Cholesterol has long been linked to neurodegenerative diseases, including Alzheimer's disease (AD), although its exact role is still unknown. Thanks to a recent $435,000 grant from the National Institute of General Medical Sciences (NIGMS), researchers from Florida Atlantic University’s Schmidt College of Science and FAU’s Stiles-Nicholson Brain Institute hope to better understand how these intricate, subcellular cholesterol transport pathways work and how they contribute to neurodegeneration.
The award marks the first joint collaboration between the Schmidt College of Science and FAU’s Stiles-Nicholson Brain Institute. The award recipients, Maciej Stawikowski, Ph.D., Research Associate Professor in the Department of Chemistry and Biochemistry, and Qi Zhang, Ph.D., Research Assistant Professor, Biomedical Science, College of Medicine and the Schmidt College of Science, also both serve as faculty members in FAU’s Brain Institute.

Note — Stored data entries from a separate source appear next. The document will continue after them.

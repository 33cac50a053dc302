//! contourcamd - capture loop daemon
//!
//! Wires the configured camera source through the contour highlighter
//! into a display sink, ticking at the configured period until Ctrl-C.

use anyhow::{Context, Result};
use std::sync::mpsc;
use std::time::Duration;

use contourcam::{
    CameraSource, CaptureLoop, CaptureLoopHandle, DaemonConfig, DisplaySink, NullSink, PngSink,
};

const HEALTH_LOG_INTERVAL: Duration = Duration::from_secs(5);

fn main() -> Result<()> {
    env_logger::Builder::from_env(env_logger::Env::default().default_filter_or("info")).init();

    let cfg = DaemonConfig::load()?;
    let source = CameraSource::new(cfg.camera.clone())?;
    let sink: Box<dyn DisplaySink + Send> = match &cfg.png_path {
        Some(path) => Box::new(PngSink::new(path.clone())),
        None => Box::new(NullSink),
    };

    let capture = CaptureLoop::new(source, sink, cfg.highlight.clone());
    let handle = CaptureLoopHandle::spawn(capture, cfg.tick_period)?;
    log::info!(
        "capturing from {} every {} ms",
        cfg.camera.device,
        cfg.tick_period.as_millis()
    );
    if let Some(path) = &cfg.png_path {
        log::info!("latest frame written to {}", path.display());
    }

    let (shutdown_tx, shutdown_rx) = mpsc::channel::<()>();
    ctrlc::set_handler(move || {
        let _ = shutdown_tx.send(());
    })
    .context("install ctrl-c handler")?;

    loop {
        match shutdown_rx.recv_timeout(HEALTH_LOG_INTERVAL) {
            Ok(()) | Err(mpsc::RecvTimeoutError::Disconnected) => break,
            Err(mpsc::RecvTimeoutError::Timeout) => {
                let stats = handle.stats();
                log::info!(
                    "health: ticks={} displayed={} failed={}",
                    stats.ticks,
                    stats.displayed,
                    stats.failed
                );
            }
        }
    }

    log::info!("shutting down");
    match handle.stop() {
        Some(stats) => log::info!(
            "stopped: {} ticks, {} displayed, {} failed",
            stats.ticks,
            stats.displayed,
            stats.failed
        ),
        None => log::warn!("capture worker did not acknowledge stop in time"),
    }
    Ok(())
}
use std::io::{Read, Write};
use std::net::TcpListener;
use std::thread;

use contourcam::transcribe::{upload, SttConfig};

fn find_subslice(haystack: &[u8], needle: &[u8]) -> Option<usize> {
    haystack
        .windows(needle.len())
        .position(|window| window == needle)
}

/// Accept one connection, capture the request, answer with `status` and
/// `payload`. Returns (request headers, request body).
fn serve_once(listener: TcpListener, status: &'static str, payload: &'static str) -> thread::JoinHandle<(String, Vec<u8>)> {
    thread::spawn(move || {
        let (mut stream, _) = listener.accept().expect("accept");

        let mut buf = Vec::new();
        let mut chunk = [0u8; 4096];
        let header_end = loop {
            let n = stream.read(&mut chunk).expect("read request");
            assert!(n > 0, "client closed before sending a full request");
            buf.extend_from_slice(&chunk[..n]);
            if let Some(pos) = find_subslice(&buf, b"\r\n\r\n") {
                break pos + 4;
            }
        };

        let headers = String::from_utf8_lossy(&buf[..header_end]).to_string();
        let content_length: usize = headers
            .lines()
            .find_map(|line| {
                let (name, value) = line.split_once(':')?;
                name.eq_ignore_ascii_case("content-length")
                    .then(|| value.trim().parse().ok())?
            })
            .expect("request carries a content-length");

        while buf.len() < header_end + content_length {
            let n = stream.read(&mut chunk).expect("read body");
            assert!(n > 0, "client closed mid-body");
            buf.extend_from_slice(&chunk[..n]);
        }
        let body = buf[header_end..header_end + content_length].to_vec();

        write!(
            stream,
            "HTTP/1.1 {}\r\nContent-Length: {}\r\nConnection: close\r\n\r\n{}",
            status,
            payload.len(),
            payload
        )
        .expect("write response");

        (headers, body)
    })
}

#[test]
fn uploads_audio_and_prints_each_response_line() {
    let listener = TcpListener::bind("127.0.0.1:0").expect("bind");
    let addr = listener.local_addr().expect("addr");
    let server = serve_once(listener, "200 OK", "{\"results\": []}\n{\"state\": \"done\"}");

    let dir = tempfile::tempdir().expect("tempdir");
    let audio = dir.path().join("clip.flac");
    std::fs::write(&audio, b"fLaC fake audio bytes").expect("write audio");

    let config = SttConfig {
        url: format!("http://{addr}/v1/recognize"),
        auth_token: Some("c2VjcmV0".to_string()),
        content_type: "audio/flac".to_string(),
    };
    let mut out = Vec::new();
    let lines = upload(&config, &audio, &mut out).expect("upload");

    let (headers, body) = server.join().expect("server thread");

    assert_eq!(lines, 2);
    assert_eq!(
        String::from_utf8(out).unwrap(),
        "{\"results\": []}\n{\"state\": \"done\"}\n"
    );
    assert_eq!(body, b"fLaC fake audio bytes");

    let headers = headers.to_ascii_lowercase();
    assert!(headers.starts_with("post /v1/recognize"));
    assert!(headers.contains("authorization: basic c2vjcmv0"));
    assert!(headers.contains("content-type: audio/flac"));
}

#[test]
fn error_status_still_prints_the_response_body() {
    let listener = TcpListener::bind("127.0.0.1:0").expect("bind");
    let addr = listener.local_addr().expect("addr");
    let server = serve_once(
        listener,
        "401 Unauthorized",
        "{\"error\": \"invalid credentials\"}",
    );

    let dir = tempfile::tempdir().expect("tempdir");
    let audio = dir.path().join("clip.flac");
    std::fs::write(&audio, b"fLaC").expect("write audio");

    let config = SttConfig {
        url: format!("http://{addr}/v1/recognize"),
        auth_token: None,
        content_type: "audio/flac".to_string(),
    };
    let mut out = Vec::new();
    let lines = upload(&config, &audio, &mut out).expect("upload");
    server.join().expect("server thread");

    assert_eq!(lines, 1);
    assert!(String::from_utf8(out).unwrap().contains("invalid credentials"));
}
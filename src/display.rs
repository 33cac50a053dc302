//! Display sinks.
//!
//! The capture loop pushes each processed frame through a `DisplaySink`.
//! The daemon has no windowing surface of its own, so the shipped sinks
//! are a discard sink and a latest-frame PNG writer; a GUI embedding
//! would implement the trait over its image widget.

use anyhow::{Context, Result};
use image::RgbImage;
use std::path::PathBuf;

/// A surface the capture loop can present frames on.
///
/// `set_image(None)` clears the surface; the orchestrator sends it once
/// on stop.
pub trait DisplaySink {
    fn set_image(&mut self, frame: Option<&RgbImage>) -> Result<()>;
}

impl<D: DisplaySink + ?Sized> DisplaySink for Box<D> {
    fn set_image(&mut self, frame: Option<&RgbImage>) -> Result<()> {
        (**self).set_image(frame)
    }
}

/// Discards every frame. Useful for headless runs and benchmarks.
pub struct NullSink;

impl DisplaySink for NullSink {
    fn set_image(&mut self, _frame: Option<&RgbImage>) -> Result<()> {
        Ok(())
    }
}

/// Writes the latest frame to a PNG file, overwriting on each update.
///
/// Clearing the surface removes the file, so the file's existence tracks
/// whether the loop is live.
pub struct PngSink {
    path: PathBuf,
}

impl PngSink {
    pub fn new(path: PathBuf) -> Self {
        Self { path }
    }
}

impl DisplaySink for PngSink {
    fn set_image(&mut self, frame: Option<&RgbImage>) -> Result<()> {
        match frame {
            Some(frame) => frame
                .save_with_format(&self.path, image::ImageFormat::Png)
                .with_context(|| format!("write frame to {}", self.path.display())),
            None => match std::fs::remove_file(&self.path) {
                Ok(()) => Ok(()),
                Err(err) if err.kind() == std::io::ErrorKind::NotFound => Ok(()),
                Err(err) => {
                    Err(err).with_context(|| format!("clear frame at {}", self.path.display()))
                }
            },
        }
    }
}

Predrag Cudic, Ph.D., associate dean for research and professor states, “The proposed research aims to develop new and unique fluorescent chemical probes that were not previously available. This is significant not only because it will improve our knowledge on cholesterol synthesis, cellular distribution, and trafficking in normal cells, but it will also aid our understanding of the role of cholesterol in diseases such as Huntington's and Alzheimer's. This is an excellent example of successful collaborative research between researchers in our College and the FAU Stiles-Nicholson Brain Institute.”

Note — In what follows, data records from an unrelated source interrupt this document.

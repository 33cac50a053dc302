//! Periodic capture loop.
//!
//! `CaptureLoop` is the state machine: `Idle` until `start` opens the
//! capture session, `Capturing` while ticks run, back to `Idle` on
//! `stop`. The state is owned here and transitioned only by
//! `start`/`tick`/`stop` — there is no process-wide flag.
//!
//! `CaptureLoopHandle` is the runner: it moves the loop onto a dedicated
//! worker thread that fires one tick per period. The worker owns the
//! loop (and through it the capture session) exclusively, so at most one
//! tick is ever in flight; when a tick overruns its period the missed
//! deadlines are skipped rather than bunched up.
//!
//! Per-tick failures never escape: a read error or a frame with no
//! contours is logged and the next tick proceeds. Stopping always
//! releases the device and clears the sink, even if the last tick
//! failed.

use anyhow::{bail, Context, Result};
use std::sync::atomic::{AtomicU64, Ordering};
use std::sync::{mpsc, Arc};
use std::thread::JoinHandle;
use std::time::{Duration, Instant};

use crate::capture::FrameSource;
use crate::display::DisplaySink;
use crate::frame;
use crate::highlight::{highlight, HighlightParams};

/// Default tick period: one frame every 33 ms, roughly 30 fps.
pub const TICK_PERIOD: Duration = Duration::from_millis(33);

/// Capture loop lifecycle state.
#[derive(Clone, Copy, Debug, PartialEq, Eq)]
pub enum LoopState {
    /// No capture session; the device is free.
    Idle,
    /// Session open, ticks running.
    Capturing,
}

/// What a single tick did.
#[derive(Clone, Copy, Debug, PartialEq, Eq)]
pub enum TickOutcome {
    /// A processed frame reached the display sink.
    Displayed,
    /// The device returned an empty frame; nothing was shown.
    SkippedEmpty,
    /// Read, highlight, or display failed; logged and swallowed.
    Failed,
    /// The loop is not capturing; the tick was a no-op.
    NotCapturing,
}

/// Tick counters, shared between the worker and observers.
#[derive(Clone, Default)]
pub struct SharedStats {
    ticks: Arc<AtomicU64>,
    displayed: Arc<AtomicU64>,
    failed: Arc<AtomicU64>,
}

impl SharedStats {
    pub fn snapshot(&self) -> LoopStats {
        LoopStats {
            ticks: self.ticks.load(Ordering::Relaxed),
            displayed: self.displayed.load(Ordering::Relaxed),
            failed: self.failed.load(Ordering::Relaxed),
        }
    }
}

/// Point-in-time view of the loop's counters.
#[derive(Clone, Copy, Debug, Default, PartialEq, Eq)]
pub struct LoopStats {
    pub ticks: u64,
    pub displayed: u64,
    pub failed: u64,
}

/// The capture-process-display state machine.
pub struct CaptureLoop<S, D> {
    source: S,
    sink: D,
    params: HighlightParams,
    state: LoopState,
    stats: SharedStats,
}

impl<S: FrameSource, D: DisplaySink> CaptureLoop<S, D> {
    pub fn new(source: S, sink: D, params: HighlightParams) -> Self {
        Self {
            source,
            sink,
            params,
            state: LoopState::Idle,
            stats: SharedStats::default(),
        }
    }

    pub fn state(&self) -> LoopState {
        self.state
    }

    /// Label for the UI toggle driving this loop.
    pub fn button_label(&self) -> &'static str {
        match self.state {
            LoopState::Idle => "Start Camera",
            LoopState::Capturing => "Stop Camera",
        }
    }

    /// Shared counters for health logging from another thread.
    pub fn stats_handle(&self) -> SharedStats {
        self.stats.clone()
    }

    pub fn stats(&self) -> LoopStats {
        self.stats.snapshot()
    }

    /// Open the capture session and enter `Capturing`.
    ///
    /// On failure the loop stays `Idle` and the error is reported to the
    /// caller exactly once; no ticks run.
    pub fn start(&mut self) -> Result<()> {
        if self.state == LoopState::Capturing {
            bail!("capture loop already running");
        }
        self.source.open().context("open capture device")?;
        self.state = LoopState::Capturing;
        log::info!("capture loop started");
        Ok(())
    }

    /// Run one capture-process-display cycle.
    ///
    /// Failures are logged and absorbed here; the outcome value exists
    /// so callers and tests can observe what happened.
    pub fn tick(&mut self) -> TickOutcome {
        if self.state != LoopState::Capturing {
            return TickOutcome::NotCapturing;
        }
        self.stats.ticks.fetch_add(1, Ordering::Relaxed);

        let captured = match self.source.read() {
            Ok(frame) => frame,
            Err(err) => {
                log::warn!("frame read failed: {err:#}");
                self.stats.failed.fetch_add(1, Ordering::Relaxed);
                return TickOutcome::Failed;
            }
        };

        if frame::is_empty(&captured) {
            return TickOutcome::SkippedEmpty;
        }

        let annotated = match highlight(&captured, &self.params) {
            Ok(annotated) => annotated,
            Err(err) => {
                log::warn!("highlight failed: {err}");
                self.stats.failed.fetch_add(1, Ordering::Relaxed);
                return TickOutcome::Failed;
            }
        };

        match self.sink.set_image(Some(&annotated)) {
            Ok(()) => {
                self.stats.displayed.fetch_add(1, Ordering::Relaxed);
                TickOutcome::Displayed
            }
            Err(err) => {
                log::warn!("display update failed: {err:#}");
                self.stats.failed.fetch_add(1, Ordering::Relaxed);
                TickOutcome::Failed
            }
        }
    }

    /// Halt capturing: release the device, clear the display, return to
    /// `Idle`. The device is released unconditionally — shutdown never
    /// leaves it held. No-op while `Idle`.
    pub fn stop(&mut self) {
        if self.state == LoopState::Idle {
            return;
        }
        self.source.release();
        if let Err(err) = self.sink.set_image(None) {
            log::warn!("failed to clear display on stop: {err:#}");
        }
        self.state = LoopState::Idle;
        log::info!("capture loop stopped");
    }
}

// ----------------------------------------------------------------------------
// Threaded runner
// ----------------------------------------------------------------------------

/// Handle to a capture loop running on its own worker thread.
///
/// Dropping the handle without calling [`stop`](Self::stop) signals the
/// worker to shut down but does not wait for it.
pub struct CaptureLoopHandle {
    ctrl_tx: mpsc::Sender<()>,
    done_rx: mpsc::Receiver<LoopStats>,
    thread: Option<JoinHandle<()>>,
    stats: SharedStats,
    period: Duration,
}

impl CaptureLoopHandle {
    /// Start the loop and spawn the tick worker.
    ///
    /// `start` runs on the calling thread so a device-open failure is
    /// returned directly, before any thread exists.
    pub fn spawn<S, D>(mut capture: CaptureLoop<S, D>, period: Duration) -> Result<Self>
    where
        S: FrameSource + Send + 'static,
        D: DisplaySink + Send + 'static,
    {
        capture.start()?;
        let stats = capture.stats_handle();

        let (ctrl_tx, ctrl_rx) = mpsc::channel::<()>();
        let (done_tx, done_rx) = mpsc::channel::<LoopStats>();

        let thread = std::thread::Builder::new()
            .name("capture-loop".to_string())
            .spawn(move || {
                run_worker(&mut capture, &ctrl_rx, period);
                capture.stop();
                let _ = done_tx.send(capture.stats());
            })
            .context("spawn capture worker thread")?;

        Ok(Self {
            ctrl_tx,
            done_rx,
            thread: Some(thread),
            stats,
            period,
        })
    }

    /// Snapshot of the loop's counters, for health logging.
    pub fn stats(&self) -> LoopStats {
        self.stats.snapshot()
    }

    /// Signal the worker to stop and wait up to one tick period for it
    /// to acknowledge.
    ///
    /// The worker releases the device and clears the sink on its way out
    /// regardless of this wait. Returns the final counters, or `None` if
    /// the in-flight tick did not complete within the bound.
    pub fn stop(mut self) -> Option<LoopStats> {
        let _ = self.ctrl_tx.send(());
        match self.done_rx.recv_timeout(self.period) {
            Ok(stats) => {
                if let Some(thread) = self.thread.take() {
                    let _ = thread.join();
                }
                Some(stats)
            }
            Err(_) => {
                log::warn!(
                    "in-flight tick did not finish within {:?}; worker will release the device on exit",
                    self.period
                );
                // Leave the thread detached; it holds the only session
                // handle and releases it when the tick returns.
                self.thread.take();
                None
            }
        }
    }
}

impl Drop for CaptureLoopHandle {
    fn drop(&mut self) {
        if self.thread.is_some() {
            let _ = self.ctrl_tx.send(());
        }
    }
}

/// Tick at a fixed period until a stop signal arrives.
fn run_worker<S: FrameSource, D: DisplaySink>(
    capture: &mut CaptureLoop<S, D>,
    ctrl_rx: &mpsc::Receiver<()>,
    period: Duration,
) {
    let mut next_tick = Instant::now();
    loop {
        let wait = next_tick.saturating_duration_since(Instant::now());
        match ctrl_rx.recv_timeout(wait) {
            Ok(()) | Err(mpsc::RecvTimeoutError::Disconnected) => return,
            Err(mpsc::RecvTimeoutError::Timeout) => {}
        }

        capture.tick();
        next_tick += period;

        // A slow tick pushes past later deadlines; skip them instead of
        // firing a burst of catch-up ticks.
        let now = Instant::now();
        if next_tick < now {
            let mut skipped = 0u32;
            while next_tick < now {
                next_tick += period;
                skipped += 1;
            }
            log::debug!("tick overran its period; skipped {skipped} deadline(s)");
        }
    }
}

#[cfg(test)]
mod tests {
    use super::*;
    use image::RgbImage;

    struct ScriptedSource {
        open: bool,
        fail_open: bool,
    }

    impl FrameSource for ScriptedSource {
        fn open(&mut self) -> Result<()> {
            if self.fail_open {
                bail!("device unavailable");
            }
            self.open = true;
            Ok(())
        }

        fn is_open(&self) -> bool {
            self.open
        }

        fn read(&mut self) -> Result<RgbImage> {
            Ok(RgbImage::new(0, 0))
        }

        fn release(&mut self) {
            self.open = false;
        }
    }

    #[test]
    fn labels_track_state() {
        let source = ScriptedSource {
            open: false,
            fail_open: false,
        };
        let mut capture = CaptureLoop::new(source, crate::display::NullSink, Default::default());

        assert_eq!(capture.state(), LoopState::Idle);
        assert_eq!(capture.button_label(), "Start Camera");

        capture.start().unwrap();
        assert_eq!(capture.state(), LoopState::Capturing);
        assert_eq!(capture.button_label(), "Stop Camera");
        assert!(capture.start().is_err(), "double start must fail");

        capture.stop();
        assert_eq!(capture.state(), LoopState::Idle);
        assert_eq!(capture.button_label(), "Start Camera");
        capture.stop(); // no-op while idle
    }

    #[test]
    fn failed_open_stays_idle() {
        let source = ScriptedSource {
            open: false,
            fail_open: true,
        };
        let mut capture = CaptureLoop::new(source, crate::display::NullSink, Default::default());

        assert!(capture.start().is_err());
        assert_eq!(capture.state(), LoopState::Idle);
        assert_eq!(capture.button_label(), "Start Camera");
        assert_eq!(capture.stats().ticks, 0);
    }

    #[test]
    fn empty_frames_are_skipped_silently() {
        let source = ScriptedSource {
            open: false,
            fail_open: false,
        };
        let mut capture = CaptureLoop::new(source, crate::display::NullSink, Default::default());
        capture.start().unwrap();

        assert_eq!(capture.tick(), TickOutcome::SkippedEmpty);
        let stats = capture.stats();
        assert_eq!(stats.ticks, 1);
        assert_eq!(stats.displayed, 0);
        assert_eq!(stats.failed, 0);
    }

    #[test]
    fn tick_while_idle_is_a_no_op() {
        let source = ScriptedSource {
            open: false,
            fail_open: false,
        };
        let mut capture = CaptureLoop::new(source, crate::display::NullSink, Default::default());

        assert_eq!(capture.tick(), TickOutcome::NotCapturing);
        assert_eq!(capture.stats().ticks, 0);
    }
}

Their project, “Investigating Intracellular Cholesterol Distribution and Trafficking Using Novel Environment-sensitive Cholesterol Probes,” aims to take a multidisciplinary strategy with advanced technologies including computational chemistry, chemical synthesis and live-cell imaging.

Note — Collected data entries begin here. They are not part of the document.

//! contourcam - periodic webcam capture with largest-contour highlighting.
//!
//! The pipeline: a capture source produces RGB frames, the highlight
//! stage grayscales each one, runs Canny edge detection, outlines the
//! largest contour it finds, and the result lands on a display sink. A
//! fixed-period orchestrator drives the cycle between explicit
//! start/stop transitions.
//!
//! Module map:
//! - [`capture`]: the `FrameSource` seam and camera backends
//! - [`highlight`]: the per-frame contour transformation
//! - [`display`]: the `DisplaySink` seam and shipped sinks
//! - [`orchestrator`]: the start/tick/stop state machine and worker
//! - [`config`]: daemon configuration (file + env)
//! - [`transcribe`]: the unrelated speech-to-text upload utility

pub mod capture;
pub mod config;
pub mod display;
pub mod frame;
pub mod highlight;
pub mod orchestrator;
pub mod transcribe;

pub use capture::{CameraConfig, CameraSource, FrameSource};
pub use config::DaemonConfig;
pub use display::{DisplaySink, NullSink, PngSink};
pub use highlight::{highlight, HighlightError, HighlightParams};
pub use orchestrator::{
    CaptureLoop, CaptureLoopHandle, LoopState, LoopStats, TickOutcome, TICK_PERIOD,
};
pub use transcribe::SttConfig;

“The collaboration between our labs has been great and productive,” said Stawikowski. “My lab brings to the table the chemical biology expertise, while Zhang’s lab contributes to imaging techniques, as well as cell biology and neurophysiology.”
In this study, researchers will design and test a new fluorescent cholesterol probe toolbox to investigate subcellular cholesterol transport and its physiological and pathological implications.
“In summary, this project will rejuvenate the studies of membrane cholesterol and give the participating undergraduate students a cross-disciplinary research experience,” explained Stawikowski.
As part of the National Institutes of Health (NIH), NIGMS supports basic research that increases scientists’ understanding of biological processes and lays the foundation for advances in disease diagnosis, treatment and prevention.